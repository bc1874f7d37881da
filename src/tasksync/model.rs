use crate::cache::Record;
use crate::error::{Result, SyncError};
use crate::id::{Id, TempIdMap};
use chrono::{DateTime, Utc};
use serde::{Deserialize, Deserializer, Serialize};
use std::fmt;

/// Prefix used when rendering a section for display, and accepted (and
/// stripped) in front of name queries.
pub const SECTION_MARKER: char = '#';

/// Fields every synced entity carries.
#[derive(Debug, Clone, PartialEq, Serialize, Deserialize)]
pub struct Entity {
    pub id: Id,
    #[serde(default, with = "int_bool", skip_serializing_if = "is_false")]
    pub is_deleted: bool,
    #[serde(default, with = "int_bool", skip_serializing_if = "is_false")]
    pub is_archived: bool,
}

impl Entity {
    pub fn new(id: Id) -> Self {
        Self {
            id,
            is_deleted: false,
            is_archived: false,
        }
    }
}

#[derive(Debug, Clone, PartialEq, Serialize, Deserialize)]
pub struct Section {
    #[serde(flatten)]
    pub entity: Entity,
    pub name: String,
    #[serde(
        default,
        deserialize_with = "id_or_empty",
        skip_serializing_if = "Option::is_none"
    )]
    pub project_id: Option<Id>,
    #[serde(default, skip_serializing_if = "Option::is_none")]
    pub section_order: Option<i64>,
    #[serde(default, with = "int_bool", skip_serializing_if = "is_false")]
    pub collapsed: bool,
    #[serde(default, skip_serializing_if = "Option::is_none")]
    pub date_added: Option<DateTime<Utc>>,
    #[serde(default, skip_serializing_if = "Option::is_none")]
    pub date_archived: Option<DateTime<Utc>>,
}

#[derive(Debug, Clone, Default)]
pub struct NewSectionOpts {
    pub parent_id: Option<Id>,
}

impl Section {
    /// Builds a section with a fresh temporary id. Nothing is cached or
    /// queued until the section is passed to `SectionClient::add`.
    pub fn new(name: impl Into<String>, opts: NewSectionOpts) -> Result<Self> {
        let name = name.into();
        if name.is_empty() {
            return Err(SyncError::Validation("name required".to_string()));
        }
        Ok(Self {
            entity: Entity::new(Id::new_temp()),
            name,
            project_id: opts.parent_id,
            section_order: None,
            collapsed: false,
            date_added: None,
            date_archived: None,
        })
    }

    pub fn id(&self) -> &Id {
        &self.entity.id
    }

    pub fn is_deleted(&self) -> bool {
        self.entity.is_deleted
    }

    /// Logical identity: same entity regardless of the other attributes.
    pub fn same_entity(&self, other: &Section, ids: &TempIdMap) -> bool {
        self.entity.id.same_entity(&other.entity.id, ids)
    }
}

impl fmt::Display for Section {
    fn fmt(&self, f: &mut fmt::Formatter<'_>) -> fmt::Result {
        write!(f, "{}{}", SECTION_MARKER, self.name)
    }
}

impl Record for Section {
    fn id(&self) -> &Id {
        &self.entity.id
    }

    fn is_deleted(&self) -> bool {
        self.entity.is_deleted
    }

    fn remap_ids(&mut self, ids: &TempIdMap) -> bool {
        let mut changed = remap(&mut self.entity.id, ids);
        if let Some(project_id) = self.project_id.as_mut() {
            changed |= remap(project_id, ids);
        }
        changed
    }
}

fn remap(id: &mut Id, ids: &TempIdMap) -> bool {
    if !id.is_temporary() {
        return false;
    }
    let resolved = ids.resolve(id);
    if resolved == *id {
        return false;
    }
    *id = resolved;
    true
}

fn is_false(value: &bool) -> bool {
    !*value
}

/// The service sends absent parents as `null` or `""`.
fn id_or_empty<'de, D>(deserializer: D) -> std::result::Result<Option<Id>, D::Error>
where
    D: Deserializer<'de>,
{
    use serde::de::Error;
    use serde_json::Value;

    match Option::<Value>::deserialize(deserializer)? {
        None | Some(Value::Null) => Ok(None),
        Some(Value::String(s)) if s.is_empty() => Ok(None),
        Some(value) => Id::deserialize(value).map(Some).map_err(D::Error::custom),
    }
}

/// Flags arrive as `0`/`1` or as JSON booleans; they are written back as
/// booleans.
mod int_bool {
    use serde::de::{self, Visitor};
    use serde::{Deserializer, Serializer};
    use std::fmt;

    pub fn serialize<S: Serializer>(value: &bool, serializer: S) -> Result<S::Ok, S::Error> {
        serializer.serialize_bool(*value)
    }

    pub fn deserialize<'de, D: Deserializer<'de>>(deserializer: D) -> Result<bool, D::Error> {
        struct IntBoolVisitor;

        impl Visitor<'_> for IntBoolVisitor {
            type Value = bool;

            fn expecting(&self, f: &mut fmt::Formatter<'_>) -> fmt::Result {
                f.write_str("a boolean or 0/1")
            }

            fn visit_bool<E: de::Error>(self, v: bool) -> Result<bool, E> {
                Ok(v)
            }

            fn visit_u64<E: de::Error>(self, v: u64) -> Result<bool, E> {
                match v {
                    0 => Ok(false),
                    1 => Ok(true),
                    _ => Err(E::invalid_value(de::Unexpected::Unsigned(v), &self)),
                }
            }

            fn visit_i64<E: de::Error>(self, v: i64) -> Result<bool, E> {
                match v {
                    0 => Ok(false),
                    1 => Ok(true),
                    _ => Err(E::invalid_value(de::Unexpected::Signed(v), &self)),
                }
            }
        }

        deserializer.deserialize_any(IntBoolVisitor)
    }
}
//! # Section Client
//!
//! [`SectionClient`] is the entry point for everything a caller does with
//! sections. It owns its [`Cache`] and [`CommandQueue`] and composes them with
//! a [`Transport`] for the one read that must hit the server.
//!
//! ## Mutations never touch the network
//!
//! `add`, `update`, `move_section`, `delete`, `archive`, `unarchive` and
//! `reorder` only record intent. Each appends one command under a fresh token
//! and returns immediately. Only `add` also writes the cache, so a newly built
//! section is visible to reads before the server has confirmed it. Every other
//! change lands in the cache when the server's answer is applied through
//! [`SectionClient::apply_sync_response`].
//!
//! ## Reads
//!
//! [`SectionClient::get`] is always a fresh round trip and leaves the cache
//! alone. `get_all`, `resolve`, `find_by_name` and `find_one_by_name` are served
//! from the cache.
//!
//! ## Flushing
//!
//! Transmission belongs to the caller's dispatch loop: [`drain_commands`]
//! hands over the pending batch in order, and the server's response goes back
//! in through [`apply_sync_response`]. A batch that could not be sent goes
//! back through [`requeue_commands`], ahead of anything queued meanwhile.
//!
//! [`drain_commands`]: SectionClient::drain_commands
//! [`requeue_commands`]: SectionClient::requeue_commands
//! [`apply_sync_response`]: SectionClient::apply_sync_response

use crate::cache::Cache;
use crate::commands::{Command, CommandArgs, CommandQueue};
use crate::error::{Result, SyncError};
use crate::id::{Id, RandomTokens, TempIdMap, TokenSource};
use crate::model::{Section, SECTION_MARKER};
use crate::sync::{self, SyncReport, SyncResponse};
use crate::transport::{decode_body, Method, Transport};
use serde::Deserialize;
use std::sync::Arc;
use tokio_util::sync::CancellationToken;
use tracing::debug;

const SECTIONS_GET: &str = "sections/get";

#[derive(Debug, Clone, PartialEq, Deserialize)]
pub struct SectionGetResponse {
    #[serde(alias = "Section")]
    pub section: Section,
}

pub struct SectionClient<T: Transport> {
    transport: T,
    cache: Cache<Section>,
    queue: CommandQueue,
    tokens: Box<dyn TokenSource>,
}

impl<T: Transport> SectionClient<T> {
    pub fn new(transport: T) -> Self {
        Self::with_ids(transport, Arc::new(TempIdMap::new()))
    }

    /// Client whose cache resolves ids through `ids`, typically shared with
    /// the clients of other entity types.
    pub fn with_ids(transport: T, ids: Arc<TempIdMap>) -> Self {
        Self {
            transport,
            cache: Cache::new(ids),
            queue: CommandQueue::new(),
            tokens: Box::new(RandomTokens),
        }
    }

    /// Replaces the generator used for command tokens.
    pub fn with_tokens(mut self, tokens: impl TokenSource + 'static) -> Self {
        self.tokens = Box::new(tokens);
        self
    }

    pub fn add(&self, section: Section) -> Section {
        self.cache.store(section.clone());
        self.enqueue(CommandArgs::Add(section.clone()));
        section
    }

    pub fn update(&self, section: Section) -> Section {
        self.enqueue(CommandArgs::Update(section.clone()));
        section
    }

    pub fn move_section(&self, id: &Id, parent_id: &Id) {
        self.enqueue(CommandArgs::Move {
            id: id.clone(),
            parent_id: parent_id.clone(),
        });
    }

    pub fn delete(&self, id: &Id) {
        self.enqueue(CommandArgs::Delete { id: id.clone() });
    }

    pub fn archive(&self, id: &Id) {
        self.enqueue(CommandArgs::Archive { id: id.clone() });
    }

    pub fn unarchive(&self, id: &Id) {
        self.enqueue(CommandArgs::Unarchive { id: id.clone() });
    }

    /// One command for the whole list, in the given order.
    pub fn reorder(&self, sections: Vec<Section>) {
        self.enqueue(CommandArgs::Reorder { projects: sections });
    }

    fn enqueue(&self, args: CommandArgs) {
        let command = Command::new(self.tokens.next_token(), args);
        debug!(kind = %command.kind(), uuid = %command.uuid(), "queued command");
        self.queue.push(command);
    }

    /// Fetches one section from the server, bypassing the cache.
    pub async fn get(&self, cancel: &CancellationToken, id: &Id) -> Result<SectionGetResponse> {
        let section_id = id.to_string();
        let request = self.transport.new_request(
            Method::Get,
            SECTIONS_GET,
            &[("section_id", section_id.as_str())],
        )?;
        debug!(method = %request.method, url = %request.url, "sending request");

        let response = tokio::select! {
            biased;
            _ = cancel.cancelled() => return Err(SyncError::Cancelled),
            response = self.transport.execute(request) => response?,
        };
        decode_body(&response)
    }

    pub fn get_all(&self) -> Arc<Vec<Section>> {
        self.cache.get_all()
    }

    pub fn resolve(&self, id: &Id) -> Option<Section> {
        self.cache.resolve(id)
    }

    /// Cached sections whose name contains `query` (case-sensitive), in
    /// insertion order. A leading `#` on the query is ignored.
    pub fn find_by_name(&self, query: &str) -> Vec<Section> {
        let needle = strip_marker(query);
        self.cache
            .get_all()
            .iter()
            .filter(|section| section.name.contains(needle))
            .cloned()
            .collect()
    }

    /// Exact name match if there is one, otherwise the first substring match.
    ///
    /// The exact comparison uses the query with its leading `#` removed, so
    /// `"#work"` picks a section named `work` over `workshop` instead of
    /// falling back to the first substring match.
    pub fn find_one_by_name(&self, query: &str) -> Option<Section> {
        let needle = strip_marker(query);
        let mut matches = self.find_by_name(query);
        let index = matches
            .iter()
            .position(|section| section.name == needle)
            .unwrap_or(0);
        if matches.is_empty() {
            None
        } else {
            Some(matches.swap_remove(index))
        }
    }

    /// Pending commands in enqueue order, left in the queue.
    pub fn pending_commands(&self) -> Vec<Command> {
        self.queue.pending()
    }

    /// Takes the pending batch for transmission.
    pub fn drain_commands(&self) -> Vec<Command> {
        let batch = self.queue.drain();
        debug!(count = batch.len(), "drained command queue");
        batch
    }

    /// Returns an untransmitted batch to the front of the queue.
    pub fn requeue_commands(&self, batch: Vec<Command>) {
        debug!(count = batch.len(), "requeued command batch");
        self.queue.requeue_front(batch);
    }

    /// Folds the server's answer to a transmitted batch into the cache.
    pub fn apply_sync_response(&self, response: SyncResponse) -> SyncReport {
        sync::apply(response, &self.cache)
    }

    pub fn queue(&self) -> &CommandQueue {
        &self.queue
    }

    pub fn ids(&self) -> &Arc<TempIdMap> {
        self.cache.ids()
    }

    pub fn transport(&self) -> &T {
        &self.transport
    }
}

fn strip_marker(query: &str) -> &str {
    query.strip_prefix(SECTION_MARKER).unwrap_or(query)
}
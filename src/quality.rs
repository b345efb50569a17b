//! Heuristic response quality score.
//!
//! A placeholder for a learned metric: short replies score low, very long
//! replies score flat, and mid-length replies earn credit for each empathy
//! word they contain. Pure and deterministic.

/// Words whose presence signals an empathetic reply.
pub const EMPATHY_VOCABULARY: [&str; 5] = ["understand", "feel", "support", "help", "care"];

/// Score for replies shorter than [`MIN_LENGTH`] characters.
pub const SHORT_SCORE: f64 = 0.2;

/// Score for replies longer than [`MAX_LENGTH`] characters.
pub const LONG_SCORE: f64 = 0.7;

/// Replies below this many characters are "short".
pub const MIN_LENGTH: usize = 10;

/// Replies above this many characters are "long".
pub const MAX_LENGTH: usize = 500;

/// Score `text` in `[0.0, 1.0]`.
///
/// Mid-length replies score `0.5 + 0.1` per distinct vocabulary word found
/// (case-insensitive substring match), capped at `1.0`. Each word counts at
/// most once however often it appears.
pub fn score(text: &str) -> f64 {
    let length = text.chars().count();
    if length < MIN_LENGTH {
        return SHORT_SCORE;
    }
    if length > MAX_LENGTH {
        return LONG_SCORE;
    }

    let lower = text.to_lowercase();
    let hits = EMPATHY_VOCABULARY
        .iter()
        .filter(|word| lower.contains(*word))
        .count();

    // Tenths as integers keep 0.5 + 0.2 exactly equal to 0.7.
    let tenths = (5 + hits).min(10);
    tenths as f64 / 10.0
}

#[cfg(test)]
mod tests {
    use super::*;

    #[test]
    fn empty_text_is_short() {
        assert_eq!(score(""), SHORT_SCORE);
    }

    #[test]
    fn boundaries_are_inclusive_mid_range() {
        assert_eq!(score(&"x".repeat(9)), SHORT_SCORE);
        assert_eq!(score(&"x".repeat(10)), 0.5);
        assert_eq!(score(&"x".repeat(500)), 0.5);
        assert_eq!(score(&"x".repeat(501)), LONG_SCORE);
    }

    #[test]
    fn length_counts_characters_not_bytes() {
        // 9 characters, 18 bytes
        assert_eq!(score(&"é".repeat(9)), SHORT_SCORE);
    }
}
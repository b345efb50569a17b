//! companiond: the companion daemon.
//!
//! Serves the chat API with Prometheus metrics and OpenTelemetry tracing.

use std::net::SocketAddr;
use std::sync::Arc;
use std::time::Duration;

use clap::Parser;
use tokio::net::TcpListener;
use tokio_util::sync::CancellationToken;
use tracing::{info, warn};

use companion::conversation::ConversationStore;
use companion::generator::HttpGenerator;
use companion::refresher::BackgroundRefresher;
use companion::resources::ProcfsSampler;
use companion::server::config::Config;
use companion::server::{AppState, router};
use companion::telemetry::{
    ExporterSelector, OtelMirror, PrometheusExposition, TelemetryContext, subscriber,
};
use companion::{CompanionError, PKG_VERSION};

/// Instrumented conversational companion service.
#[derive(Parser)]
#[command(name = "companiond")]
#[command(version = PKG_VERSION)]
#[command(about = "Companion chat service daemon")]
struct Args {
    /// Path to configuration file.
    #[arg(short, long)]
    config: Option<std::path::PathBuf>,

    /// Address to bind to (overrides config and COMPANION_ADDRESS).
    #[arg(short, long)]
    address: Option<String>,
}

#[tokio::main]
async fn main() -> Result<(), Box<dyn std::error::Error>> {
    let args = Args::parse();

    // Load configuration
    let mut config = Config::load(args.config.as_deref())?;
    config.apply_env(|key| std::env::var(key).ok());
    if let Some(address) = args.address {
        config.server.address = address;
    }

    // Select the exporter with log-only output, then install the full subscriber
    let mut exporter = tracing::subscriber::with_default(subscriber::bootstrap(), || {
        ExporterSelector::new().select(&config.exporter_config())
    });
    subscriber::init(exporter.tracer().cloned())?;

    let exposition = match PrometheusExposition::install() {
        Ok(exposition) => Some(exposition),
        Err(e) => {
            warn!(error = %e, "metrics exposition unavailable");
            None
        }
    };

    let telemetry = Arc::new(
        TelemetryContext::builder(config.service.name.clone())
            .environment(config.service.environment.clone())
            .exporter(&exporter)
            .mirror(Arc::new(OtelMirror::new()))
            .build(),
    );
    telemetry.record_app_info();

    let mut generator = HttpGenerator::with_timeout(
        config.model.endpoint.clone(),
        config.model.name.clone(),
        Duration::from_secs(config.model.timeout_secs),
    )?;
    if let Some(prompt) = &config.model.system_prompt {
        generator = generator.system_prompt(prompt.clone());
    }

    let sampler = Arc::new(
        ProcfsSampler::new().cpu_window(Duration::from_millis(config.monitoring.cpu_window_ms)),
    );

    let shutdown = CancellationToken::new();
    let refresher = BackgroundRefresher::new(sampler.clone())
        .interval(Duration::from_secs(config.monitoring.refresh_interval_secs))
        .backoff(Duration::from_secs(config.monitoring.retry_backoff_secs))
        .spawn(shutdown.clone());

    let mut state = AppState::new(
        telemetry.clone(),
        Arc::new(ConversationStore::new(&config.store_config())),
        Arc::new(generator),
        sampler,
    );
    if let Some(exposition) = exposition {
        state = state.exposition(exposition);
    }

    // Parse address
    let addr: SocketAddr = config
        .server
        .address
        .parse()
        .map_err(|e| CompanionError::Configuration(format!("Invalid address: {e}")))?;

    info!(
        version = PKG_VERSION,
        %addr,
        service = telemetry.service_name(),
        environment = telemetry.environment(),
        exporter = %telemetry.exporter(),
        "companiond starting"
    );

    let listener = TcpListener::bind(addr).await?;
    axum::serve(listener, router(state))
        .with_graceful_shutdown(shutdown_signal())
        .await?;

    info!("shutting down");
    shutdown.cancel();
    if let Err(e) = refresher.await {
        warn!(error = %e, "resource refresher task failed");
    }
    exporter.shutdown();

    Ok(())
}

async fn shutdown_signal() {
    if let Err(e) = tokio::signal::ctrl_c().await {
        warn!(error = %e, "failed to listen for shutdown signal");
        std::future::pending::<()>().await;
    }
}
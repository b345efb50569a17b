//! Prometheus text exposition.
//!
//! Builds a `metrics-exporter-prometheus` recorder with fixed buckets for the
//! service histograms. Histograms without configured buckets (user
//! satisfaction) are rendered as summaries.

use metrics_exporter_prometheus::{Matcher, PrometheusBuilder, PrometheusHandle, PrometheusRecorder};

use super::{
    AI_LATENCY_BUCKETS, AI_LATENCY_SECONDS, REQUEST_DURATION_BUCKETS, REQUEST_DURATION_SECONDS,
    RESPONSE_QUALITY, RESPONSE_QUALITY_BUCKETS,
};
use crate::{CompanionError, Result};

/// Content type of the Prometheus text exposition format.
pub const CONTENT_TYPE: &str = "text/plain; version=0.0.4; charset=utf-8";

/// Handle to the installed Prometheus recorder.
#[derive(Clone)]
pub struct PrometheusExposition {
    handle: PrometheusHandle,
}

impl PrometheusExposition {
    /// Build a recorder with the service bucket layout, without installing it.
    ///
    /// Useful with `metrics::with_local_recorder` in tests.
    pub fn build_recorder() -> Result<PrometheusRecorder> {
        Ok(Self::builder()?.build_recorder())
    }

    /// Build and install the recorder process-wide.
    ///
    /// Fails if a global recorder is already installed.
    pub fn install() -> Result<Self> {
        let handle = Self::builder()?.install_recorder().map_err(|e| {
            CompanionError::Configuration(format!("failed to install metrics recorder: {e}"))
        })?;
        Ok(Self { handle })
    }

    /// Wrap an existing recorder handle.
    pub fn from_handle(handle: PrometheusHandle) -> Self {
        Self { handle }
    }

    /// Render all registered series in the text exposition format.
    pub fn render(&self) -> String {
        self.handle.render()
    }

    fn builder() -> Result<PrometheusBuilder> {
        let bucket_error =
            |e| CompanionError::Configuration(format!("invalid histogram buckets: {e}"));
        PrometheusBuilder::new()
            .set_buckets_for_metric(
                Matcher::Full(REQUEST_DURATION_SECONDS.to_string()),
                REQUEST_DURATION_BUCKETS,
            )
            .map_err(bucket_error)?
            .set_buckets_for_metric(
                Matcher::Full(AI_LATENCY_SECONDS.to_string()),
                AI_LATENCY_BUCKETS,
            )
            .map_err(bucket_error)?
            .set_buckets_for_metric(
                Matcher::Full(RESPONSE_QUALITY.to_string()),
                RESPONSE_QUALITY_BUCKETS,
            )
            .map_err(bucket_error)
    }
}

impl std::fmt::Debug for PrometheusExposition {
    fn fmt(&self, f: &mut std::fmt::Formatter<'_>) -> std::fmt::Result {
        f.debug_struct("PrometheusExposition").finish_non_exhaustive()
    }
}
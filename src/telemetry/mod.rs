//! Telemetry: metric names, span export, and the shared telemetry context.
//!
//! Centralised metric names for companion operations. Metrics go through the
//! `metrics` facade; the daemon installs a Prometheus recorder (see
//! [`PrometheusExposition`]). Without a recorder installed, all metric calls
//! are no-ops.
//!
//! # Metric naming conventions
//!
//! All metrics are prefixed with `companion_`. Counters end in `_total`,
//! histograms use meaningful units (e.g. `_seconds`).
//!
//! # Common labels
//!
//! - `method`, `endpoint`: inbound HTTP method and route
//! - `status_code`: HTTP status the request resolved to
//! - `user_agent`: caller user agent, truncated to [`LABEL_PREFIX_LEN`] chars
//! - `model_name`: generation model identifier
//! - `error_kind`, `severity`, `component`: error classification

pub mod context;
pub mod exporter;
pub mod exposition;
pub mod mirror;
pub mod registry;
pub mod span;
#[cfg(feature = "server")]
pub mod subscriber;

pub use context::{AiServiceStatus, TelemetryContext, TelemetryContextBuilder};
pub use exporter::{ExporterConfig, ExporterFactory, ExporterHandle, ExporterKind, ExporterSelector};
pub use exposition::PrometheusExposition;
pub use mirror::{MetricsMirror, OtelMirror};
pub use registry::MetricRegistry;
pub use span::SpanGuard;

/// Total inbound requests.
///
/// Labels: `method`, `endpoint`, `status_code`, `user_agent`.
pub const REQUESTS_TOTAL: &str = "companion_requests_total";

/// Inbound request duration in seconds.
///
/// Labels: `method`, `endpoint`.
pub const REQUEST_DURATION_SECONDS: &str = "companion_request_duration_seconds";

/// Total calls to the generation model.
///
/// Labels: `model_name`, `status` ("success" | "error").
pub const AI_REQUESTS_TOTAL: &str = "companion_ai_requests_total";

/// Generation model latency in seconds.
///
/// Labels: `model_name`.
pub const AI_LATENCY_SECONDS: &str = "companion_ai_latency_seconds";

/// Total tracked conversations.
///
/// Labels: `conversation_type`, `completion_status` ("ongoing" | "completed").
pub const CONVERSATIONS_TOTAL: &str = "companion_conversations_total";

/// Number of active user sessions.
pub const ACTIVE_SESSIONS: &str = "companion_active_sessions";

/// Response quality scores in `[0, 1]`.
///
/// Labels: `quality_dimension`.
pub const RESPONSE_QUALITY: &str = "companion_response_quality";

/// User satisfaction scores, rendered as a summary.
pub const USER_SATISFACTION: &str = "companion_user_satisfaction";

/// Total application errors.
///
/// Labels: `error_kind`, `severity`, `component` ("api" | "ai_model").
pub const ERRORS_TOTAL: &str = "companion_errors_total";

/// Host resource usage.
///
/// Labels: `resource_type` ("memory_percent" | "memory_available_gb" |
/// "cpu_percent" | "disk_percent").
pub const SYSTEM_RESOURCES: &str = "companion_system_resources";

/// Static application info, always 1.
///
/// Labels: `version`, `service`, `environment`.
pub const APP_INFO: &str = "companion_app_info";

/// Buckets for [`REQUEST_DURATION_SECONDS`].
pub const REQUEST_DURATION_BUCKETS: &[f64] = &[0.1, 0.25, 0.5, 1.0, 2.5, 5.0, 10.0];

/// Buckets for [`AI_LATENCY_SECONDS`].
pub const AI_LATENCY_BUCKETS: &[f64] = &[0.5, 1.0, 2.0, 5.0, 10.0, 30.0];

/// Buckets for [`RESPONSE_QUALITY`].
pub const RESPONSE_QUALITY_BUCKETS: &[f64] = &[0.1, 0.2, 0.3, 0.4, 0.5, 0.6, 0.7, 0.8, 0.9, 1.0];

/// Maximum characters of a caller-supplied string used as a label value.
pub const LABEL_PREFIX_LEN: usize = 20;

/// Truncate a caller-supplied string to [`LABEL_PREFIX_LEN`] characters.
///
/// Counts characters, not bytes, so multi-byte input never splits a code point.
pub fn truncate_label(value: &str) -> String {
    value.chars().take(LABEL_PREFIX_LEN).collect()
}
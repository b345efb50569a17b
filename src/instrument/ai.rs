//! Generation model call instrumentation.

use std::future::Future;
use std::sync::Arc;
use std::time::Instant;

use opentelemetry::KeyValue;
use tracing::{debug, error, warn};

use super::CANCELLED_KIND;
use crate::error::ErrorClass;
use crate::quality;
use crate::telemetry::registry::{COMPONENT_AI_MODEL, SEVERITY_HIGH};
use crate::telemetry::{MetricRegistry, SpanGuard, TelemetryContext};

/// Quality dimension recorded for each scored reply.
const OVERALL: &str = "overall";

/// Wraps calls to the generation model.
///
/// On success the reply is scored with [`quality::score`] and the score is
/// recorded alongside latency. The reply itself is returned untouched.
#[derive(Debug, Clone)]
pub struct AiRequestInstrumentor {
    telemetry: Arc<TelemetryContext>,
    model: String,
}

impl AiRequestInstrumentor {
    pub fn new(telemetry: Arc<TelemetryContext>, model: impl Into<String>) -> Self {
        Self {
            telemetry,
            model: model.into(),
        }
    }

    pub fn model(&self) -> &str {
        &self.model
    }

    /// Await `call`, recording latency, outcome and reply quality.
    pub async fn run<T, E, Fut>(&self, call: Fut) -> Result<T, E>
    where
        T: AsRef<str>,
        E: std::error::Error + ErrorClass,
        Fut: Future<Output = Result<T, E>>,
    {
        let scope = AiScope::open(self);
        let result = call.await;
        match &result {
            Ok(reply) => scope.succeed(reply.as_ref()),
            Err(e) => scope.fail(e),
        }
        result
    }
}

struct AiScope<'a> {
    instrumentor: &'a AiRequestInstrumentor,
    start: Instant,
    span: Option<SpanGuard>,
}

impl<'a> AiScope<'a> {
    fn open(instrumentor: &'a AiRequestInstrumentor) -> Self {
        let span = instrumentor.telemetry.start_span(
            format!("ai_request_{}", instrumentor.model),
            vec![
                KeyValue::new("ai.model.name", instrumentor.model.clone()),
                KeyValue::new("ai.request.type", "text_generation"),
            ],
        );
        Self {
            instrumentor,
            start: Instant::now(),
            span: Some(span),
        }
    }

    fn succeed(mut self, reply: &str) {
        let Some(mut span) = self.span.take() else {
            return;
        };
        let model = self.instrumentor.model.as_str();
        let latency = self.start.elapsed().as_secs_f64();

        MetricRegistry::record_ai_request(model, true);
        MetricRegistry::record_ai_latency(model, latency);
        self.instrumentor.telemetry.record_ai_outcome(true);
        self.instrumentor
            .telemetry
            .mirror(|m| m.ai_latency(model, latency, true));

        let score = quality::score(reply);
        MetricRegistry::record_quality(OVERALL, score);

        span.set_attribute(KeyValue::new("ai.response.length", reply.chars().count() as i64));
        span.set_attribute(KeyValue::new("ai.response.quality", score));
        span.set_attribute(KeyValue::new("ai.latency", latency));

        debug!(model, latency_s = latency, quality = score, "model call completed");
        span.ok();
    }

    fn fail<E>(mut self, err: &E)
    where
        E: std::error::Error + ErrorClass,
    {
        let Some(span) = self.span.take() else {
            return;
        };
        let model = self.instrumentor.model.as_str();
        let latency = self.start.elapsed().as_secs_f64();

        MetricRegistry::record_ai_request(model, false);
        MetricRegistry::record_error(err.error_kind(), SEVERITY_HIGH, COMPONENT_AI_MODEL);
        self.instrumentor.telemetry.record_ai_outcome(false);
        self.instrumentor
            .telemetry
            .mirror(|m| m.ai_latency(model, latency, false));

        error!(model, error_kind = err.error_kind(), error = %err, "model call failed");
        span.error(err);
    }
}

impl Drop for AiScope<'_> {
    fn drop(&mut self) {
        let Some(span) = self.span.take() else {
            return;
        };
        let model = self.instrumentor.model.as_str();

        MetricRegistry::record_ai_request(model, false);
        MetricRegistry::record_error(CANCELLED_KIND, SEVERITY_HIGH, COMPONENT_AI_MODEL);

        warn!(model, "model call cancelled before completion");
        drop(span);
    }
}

* * * *

**What you will do:** Look through the entries. Copy out each line with "router" in it.

**Your solution:**
use companion::server::{AppState, router};
    axum::serve(listener, router(state))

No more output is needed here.